Materials and Methods:
This cross-sectional study was conducted among 12-year-old school children of Madhya Pradesh state, India. The children were selected from low (< 1.5 parts per million) and high (≥1.5 parts per million) fluoride areas. A questionnaire was used to collect information on the children's personal characteristics, residential history, medical history, educational level of the head of the family, and socioeconomic status of the family. Levels of lead, arsenic, and iodine in the urine and the levels of fluoride in the water and urine were analyzed. The children's intelligence was measured using Raven's Standard Progressive Matrices. Data analysis was done using the chi-square, one way analysis of variance, simple linear regression, and multiple linear regression tests. P value <0.05 was considered statistically significant.
Results:
Differences in participant's sociodemographic characteristics, urinary iodine, urinary lead, and urinary arsenic levels were statistically not significant (P>0.05). However, a statistically significant difference was observed in the urinary fluoride levels (P 0.000). Reduction in intelligence was observed with an increased water fluoride level (P 0.000). The urinary fluoride level was a significant predictor for intelligence (P 0.000).
Conclusion:
Children in endemic areas of fluorosis are at risk for impaired development of intelligence.
Keywords
Child
fluoride poisoning
intelligence
India
water
Introduction
Fluoride is known to have both beneficial and adverse effects on humans.[1] Introduction of systemic and topical fluorides into the prevention and control of dental caries denotes the most significant issue in dentistry. Fluorides have brought a considerable decline in the prevalence of dental caries, especially in countries with advanced economies.[2] However, in the 1980s it was established that fluoride controls caries mainly through its topical effect.[3] Drinking water is usually, but not always, the main source of fluoride.[1] Elevated concentration of naturally occurring fluoride in drinking water is a worldwide problem. Many Asian countries including India have reported a concentration of fluoride exceeding the World Health Organization (WHO) guidelines values or their prevailing national standards.[4] Sixty million Indians are living in about 200 districts of 20 states in endemic areas of fluorosis.[5] Dental and skeletal effects associated with fluoride, in humans, are well documented.[45] Also, the existing literature reports the neurological consequences associated with exposure to fluoride. In children, most reported effects are on the cognitive capacities, particularly intelligence reduction.[46–11] On the other hand studies conducted by Hu et al.[8] and Spittle et al.[12] have not found any trend or correlation between fluoride and the intelligence of children.

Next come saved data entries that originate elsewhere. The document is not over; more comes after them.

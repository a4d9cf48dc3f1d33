//! Error types for skillforge-core

use crate::NodeId;
use thiserror::Error;

/// Core error type
#[derive(Error, Debug, Clone, PartialEq, Eq)]
pub enum Error {
    #[error("Skill tree not found: {0}")]
    TreeNotFound(String),

    #[error("Node not found: {0}")]
    NodeNotFound(NodeId),

    /// The node has children; it completes only once all of them are completed.
    #[error("Node {0} is a container and cannot be completed directly")]
    ContainerNode(NodeId),

    #[error("Validation failed: {0}")]
    Validation(String),
}

impl Error {
    /// Whether this error is a lookup miss (tree or node)
    pub fn is_not_found(&self) -> bool {
        matches!(self, Error::TreeNotFound(_) | Error::NodeNotFound(_))
    }
}

/// Result type alias
pub type Result<T> = std::result::Result<T, Error>;
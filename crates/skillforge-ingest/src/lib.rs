//! Skillforge Ingest - Generation boundary, import and export
//!
//! Everything that crosses into the engine from outside goes through here:
//! - **Loader**: validates untrusted JSON/RON payloads into core types
//! - **TreeGenerator**: the seam to the text-generation backend
//! - **Forge**: create, expand and enrich trees without ever half-applying
//! - **Exporter**: shareable JSON, RON, and a plain-text outline
//!
//! # Example
//!
//! ```rust,ignore
//! use skillforge_core::AppState;
//! use skillforge_ingest::{Exporter, Forge, Loader, TreeRequest};
//!
//! let mut state = AppState::new();
//! let loader = Loader::new(state.config().clone());
//! let forge = Forge::new(&my_generator, &loader);
//!
//! let name = forge.create_tree(&mut state, &TreeRequest::new("Rust", Some("Coding")))?;
//! let json = Exporter::new(state.tree(&name)?).to_json()?;
//! ```

mod error;
mod exporter;
mod forge;
mod generator;
mod loader;
mod schema;

pub use error::{Error, Result};
pub use exporter::{ExportFormat, Exporter};
pub use forge::Forge;
pub use generator::{ContentKind, ContentRequest, SubtreeRequest, TreeGenerator, TreeRequest};
pub use loader::{Content, Loader};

The majority of studies that show a correlation between a lower Intelligence Quotient (IQ) and elevated fluoride intake are from China. To the best of our knowledge, there is only one piece of literature[9] published from the Indian subcontinent, which shows that fluoride exposure has an effect on the intellectual function of children. Many of the published studies have methodological limitations, like no consideration for the effect of lead, arsenic, iodine deficiency, socioeconomic status (SES) or nutritional status of the children.
Keeping in mind the above-mentioned confounders, the current study has been designed to assess the relationship between exposure to different drinking water fluoride levels and children's intelligence in Madhya Pradesh state, India.
Materials and Methods
Prior to the study, a detailed study protocol was submitted to the Ethics Committee of the Institution. After obtaining the ethical approval, a pilot study was conducted in high and low fluoride areas. Based on the results of a pilot study, to achieve a 5% level of significance and 80% power, the sample size for the present study was calculated using Power and Precision v. 4 (Biostat Inc., Englewood, USA).
Study population
This cross-sectional study was conducted among 12-year-old school children of Madhya Pradesh state, India. The subjects were selected by a stratified cluster sampling of areas, according to the fluoride concentration in the groundwater (<1.5 parts per million (PPM) and ≥1.5 PPM), based on the geological survey report of the Government of India.[1314]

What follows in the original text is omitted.